There’s another theme in the book that struck me powerfully—that is the desire for purity, and its relationship to martyrdom. I’m sure that some people will label this an “anorexia book” because of the centrality of self-starvation to the plot, but Pearl is not concerned with being fat—her anorexia, if that is what it is, hardly falls into our popular understanding of this disease, though perhaps it should, I don’t know. She starves herself in emulation of Irish prisoners of the British who went on hunger strikes, and then to pursue a sense of lightness that eliminates the dirt of humanity. Purity. In flashbacks, we learn about Pearl’s father, a Cambodian doctor who came to the United States to tell the stories of the Khmer Rouge, but ultimately returned to Southeast Asia and disappeared. He is concerned with purity, as well, but in his case it’s a well-informed fear of the whole concept: “…it is a dangerous idea. I am a scientist, and I know that nothing alive is pure. To be pure is to be impervious to change, to mixture. Change and mixture is our lot, our lot as living things.” And, “It seems greatly desirable to be only one thing. To be, to do one thing fully, with no contradictions. To be a closed circle, impenetrable, impermeable. This, I believe, makes people feel safe.”

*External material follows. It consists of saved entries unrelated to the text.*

use crate::error::GenError;
use crate::id::ResourceLocation;
use crate::output::RecipeOutput;
use crate::registry::ContentRegistry;
use crate::serialize::{advancement_id, advancement_json};
use crate::sink::{RecipeSink, SinkError};
use serde_json::Value;

/// A source of recipes: one rule table built against a content registry.
///
/// Providers hold no state across passes; building twice against the same
/// registry must produce the same records in the same order.
pub trait RecipeProvider {
    /// Human-readable name, used in logs.
    fn name(&self) -> &str;

    /// Namespace the provider's identities are expected to live in.
    fn namespace(&self) -> Option<&str> {
        None
    }

    /// Build every recipe into `out`.
    fn build_recipes(
        &self,
        registry: &ContentRegistry,
        out: &mut RecipeOutput,
    ) -> Result<(), GenError>;

    /// Hook called with each recipe's unlock advancement. Forwards to the sink.
    fn save_advancement(
        &self,
        sink: &mut dyn RecipeSink,
        id: &ResourceLocation,
        advancement: &Value,
    ) -> Result<(), SinkError> {
        sink.accept_advancement(id, advancement)
    }
}

/// What a pass produced.
#[derive(Debug, Clone, Default, PartialEq, Eq)]
pub struct RunSummary {
    pub provider: String,
    pub recipes: usize,
    pub conditional: usize,
    pub advancements: usize,
    /// Identities outside the provider's namespace.
    pub foreign: usize,
}

/// Run one generation pass: build everything, then stream it to `sink`.
///
/// Nothing reaches the sink unless every record was built successfully.
pub fn run_provider<P: RecipeProvider + ?Sized>(
    provider: &P,
    registry: &ContentRegistry,
    sink: &mut dyn RecipeSink,
) -> Result<RunSummary, GenError> {
    let mut out = RecipeOutput::new();
    if let Err(e) = provider.build_recipes(registry, &mut out) {
        tracing::error!(provider = provider.name(), error = %e, "recipe generation failed");
        return Err(e);
    }

    let mut summary = RunSummary {
        provider: provider.name().to_string(),
        ..RunSummary::default()
    };

    for spec in out.iter() {
        if let Some(ns) = provider.namespace()
            && spec.id.namespace() != ns
        {
            tracing::warn!(id = %spec.id, expected = ns, "recipe identity outside provider namespace");
            summary.foreign += 1;
        }

        sink.accept(spec)?;
        summary.recipes += 1;
        if spec.is_conditional() {
            summary.conditional += 1;
        }

        if let Some(advancement) = advancement_json(spec) {
            provider.save_advancement(sink, &advancement_id(&spec.id), &advancement)?;
            summary.advancements += 1;
        }
    }
    sink.finish()?;

    tracing::info!(
        provider = provider.name(),
        recipes = summary.recipes,
        conditional = summary.conditional,
        "recipe generation complete"
    );
    Ok(summary)
}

We see Pearl as a closed circle, when starvation has whittled her down to nothing but certainty and the conviction that her own actions are right and justified. Then, as she is force-fed through tubes, she gains back her capacity for hunger, and the messiness of being human shatters her purity. She loses the conviction that death is the right choice for her. She is devastated at her loss of certainty. It’s one of the most resonant and chilling things I’ve encountered in fiction for a long time. In eliminating all of her own doubt, she forged a connection to the people she feared, people so secure in their own convictions that they had no understanding of what it means to take life.

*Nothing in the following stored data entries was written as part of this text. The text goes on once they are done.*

//! Host JSON encoding of recipes and their unlock advancements.
//!
//! Key order follows the host's own data generator so that regenerated
//! files diff cleanly against hand-maintained ones.

use crate::id::ResourceLocation;
use crate::recipe::{Alternative, RecipeKind, RecipeSpec};
use serde_json::{Map, Value, json};

/// Parent of every recipe unlock advancement.
pub const ADVANCEMENT_ROOT: &str = "minecraft:recipes/root";

/// Criterion added to every advancement so owning the recipe also completes it.
pub const HAS_THE_RECIPE: &str = "has_the_recipe";

fn kind_json(kind: &RecipeKind, group: Option<&str>) -> Value {
    let mut obj = Map::new();
    obj.insert("type".into(), json!(kind.type_name()));
    if let Some(group) = group {
        obj.insert("group".into(), json!(group));
    }

    match kind {
        RecipeKind::Shaped(r) => {
            obj.insert("pattern".into(), json!(r.pattern));
            let key: Map<String, Value> = r
                .key
                .iter()
                .map(|(symbol, ingredient)| (symbol.to_string(), ingredient.to_json()))
                .collect();
            obj.insert("key".into(), Value::Object(key));
            obj.insert("result".into(), r.result.to_json());
        }
        RecipeKind::Shapeless(r) => {
            let ingredients: Vec<Value> = r.ingredients.iter().map(|i| i.to_json()).collect();
            obj.insert("ingredients".into(), Value::Array(ingredients));
            obj.insert("result".into(), r.result.to_json());
        }
        RecipeKind::Smelting(r) | RecipeKind::Blasting(r) => {
            obj.insert("ingredient".into(), r.ingredient.to_json());
            obj.insert("result".into(), json!(r.result.id().to_string()));
            obj.insert("experience".into(), json!(r.experience));
            obj.insert("cookingtime".into(), json!(r.cooking_time));
        }
        RecipeKind::Conditional(c) => {
            let recipes: Vec<Value> = c.alternatives.iter().map(alternative_json).collect();
            obj.insert("recipes".into(), Value::Array(recipes));
        }
    }

    Value::Object(obj)
}

fn alternative_json(alt: &Alternative) -> Value {
    json!({
        "conditions": [alt.condition.to_json()],
        "recipe": kind_json(&alt.kind, alt.group.as_deref()),
    })
}

/// The recipe file for one record.
pub fn recipe_json(spec: &RecipeSpec) -> Value {
    kind_json(&spec.kind, spec.group.as_deref())
}

/// Identity of a recipe's unlock advancement: `<ns>:recipes/<path>`.
pub fn advancement_id(recipe: &ResourceLocation) -> ResourceLocation {
    // namespace and path were already validated on the recipe id
    ResourceLocation::parse(&format!(
        "{}:recipes/{}",
        recipe.namespace(),
        recipe.path()
    ))
    .unwrap_or_else(|_| recipe.clone())
}

/// The unlock advancement for a record, or `None` when it carries no
/// criteria (conditional recipes).
pub fn advancement_json(spec: &RecipeSpec) -> Option<Value> {
    if spec.unlock.is_empty() {
        return None;
    }
    let id = spec.id.to_string();

    let mut criteria = Map::new();
    for criterion in &spec.unlock {
        criteria.insert(criterion.name.clone(), criterion.trigger.to_json());
    }
    criteria.insert(
        HAS_THE_RECIPE.into(),
        json!({
            "trigger": "minecraft:recipe_unlocked",
            "conditions": { "recipe": id },
        }),
    );

    let mut names: Vec<&str> = spec.unlock.iter().map(|c| c.name.as_str()).collect();
    names.push(HAS_THE_RECIPE);

    Some(json!({
        "parent": ADVANCEMENT_ROOT,
        "rewards": { "recipes": [id] },
        "criteria": criteria,
        "requirements": [names],
    }))
}

/// Pretty JSON with a trailing newline, the host file layout.
pub fn to_pretty_bytes(value: &Value) -> Result<Vec<u8>, serde_json::Error> {
    let mut bytes = serde_json::to_vec_pretty(value)?;
    bytes.push(b'\n');
    Ok(bytes)
}

/// Compact encoding used for comparisons and the recipe table.
pub fn recipe_bytes(value: &Value) -> Result<Vec<u8>, serde_json::Error> {
    serde_json::to_vec(value)
}

#[cfg(test)]
mod tests {
    use super::*;
    use crate::builder::{RecipeBuilder, conditional, shapeless, smelting};
    use crate::condition::Condition;
    use crate::output::RecipeOutput;
    use crate::test_utils::*;
    use crate::unlock::has;

    #[test]
    fn shaped_json_layout() {
        let reg = bronze_registry();
        let json = recipe_json(&pickaxe_spec(&reg));
        assert_eq!(
            json,
            json!({
                "type": "minecraft:crafting_shaped",
                "pattern": ["###", " X ", " X "],
                "key": {
                    "#": { "tag": "forge:ingots/bronze" },
                    "X": { "tag": "forge:rods/wooden" },
                },
                "result": { "item": "forestry:bronze_pickaxe" },
            })
        );
        let keys: Vec<&String> = json.as_object().unwrap().keys().collect();
        assert_eq!(keys, ["type", "pattern", "key", "result"]);
    }

    #[test]
    fn shapeless_json_with_group_and_count() {
        let reg = bronze_registry();
        let ingot = reg.item("forestry:ingot_bronze").unwrap();
        let stick = reg.item("minecraft:stick").unwrap();
        let spec = shapeless(&stick, 4)
            .requires(&ingot)
            .group("sticks")
            .unlocked_by("has_ingot", has(&ingot))
            .build(&ResourceLocation::parse("forestry:sticks").unwrap())
            .unwrap();
        let json = recipe_json(&spec);
        assert_eq!(json["type"], "minecraft:crafting_shapeless");
        assert_eq!(json["group"], "sticks");
        assert_eq!(json["ingredients"][0]["item"], "forestry:ingot_bronze");
        assert_eq!(json["result"]["count"], 4);
    }

    #[test]
    fn smelting_json() {
        let reg = bronze_registry();
        let pick = reg.item("forestry:bronze_pickaxe").unwrap();
        let ingot = reg.item("forestry:ingot_bronze").unwrap();
        let spec = smelting(&pick, &ingot, 0.35, 200)
            .unlocked_by("has_pickaxe", has(&pick))
            .build(&ResourceLocation::parse("forestry:ingot_bronze_from_smelting").unwrap())
            .unwrap();
        let json = recipe_json(&spec);
        assert_eq!(json["result"], "forestry:ingot_bronze");
        assert_eq!(json["experience"], 0.35);
        assert_eq!(json["cookingtime"], 200);
    }

    #[test]
    fn conditional_json() {
        let reg = bronze_registry();
        let gears = reg.tag("forge:gears/stone").unwrap();
        let mut out = RecipeOutput::new();
        conditional()
            .add_condition(Condition::tag_present(&gears))
            .add_recipe(pickaxe_builder(&reg))
            .fallback(pickaxe_builder(&reg))
            .save_as(&mut out, "forestry:bronze_pickaxe")
            .unwrap();
        let json = recipe_json(&out.recipes()[0]);
        assert_eq!(json["type"], "forge:conditional");
        let recipes = json["recipes"].as_array().unwrap();
        assert_eq!(recipes.len(), 2);
        assert_eq!(recipes[0]["conditions"][0]["type"], "forge:not");
        assert_eq!(recipes[1]["conditions"][0]["type"], "forge:true");
        assert_eq!(recipes[1]["recipe"]["type"], "minecraft:crafting_shaped");
    }

    #[test]
    fn advancement_for_pickaxe() {
        let reg = bronze_registry();
        let spec = pickaxe_spec(&reg);
        let adv = advancement_json(&spec).unwrap();
        assert_eq!(adv["parent"], ADVANCEMENT_ROOT);
        assert_eq!(adv["rewards"]["recipes"][0], "forestry:bronze_pickaxe");
        assert_eq!(
            adv["requirements"],
            json!([["has_bronze", HAS_THE_RECIPE]])
        );
        assert_eq!(
            adv["criteria"][HAS_THE_RECIPE]["conditions"]["recipe"],
            "forestry:bronze_pickaxe"
        );
        assert_eq!(
            advancement_id(&spec.id).to_string(),
            "forestry:recipes/bronze_pickaxe"
        );
    }

    #[test]
    fn pretty_bytes_end_with_newline() {
        let bytes = to_pretty_bytes(&json!({ "a": 1 })).unwrap();
        assert_eq!(bytes.last(), Some(&b'\n'));
        assert!(String::from_utf8(bytes).unwrap().contains("  \"a\": 1"));
    }
}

Gordon doesn’t try to resolve any of this in a neat package, which is part of what makes this novel great. I’m no literary critic, but I’d say great in the weighty sense. This is one of the best modern novels I’ve ever read. I’ve passed the stage where it’s fun to have a birthday, but one of the rewards of getting older is that I can read something like this and think, Yes, I understand this. I know what she’s talking about.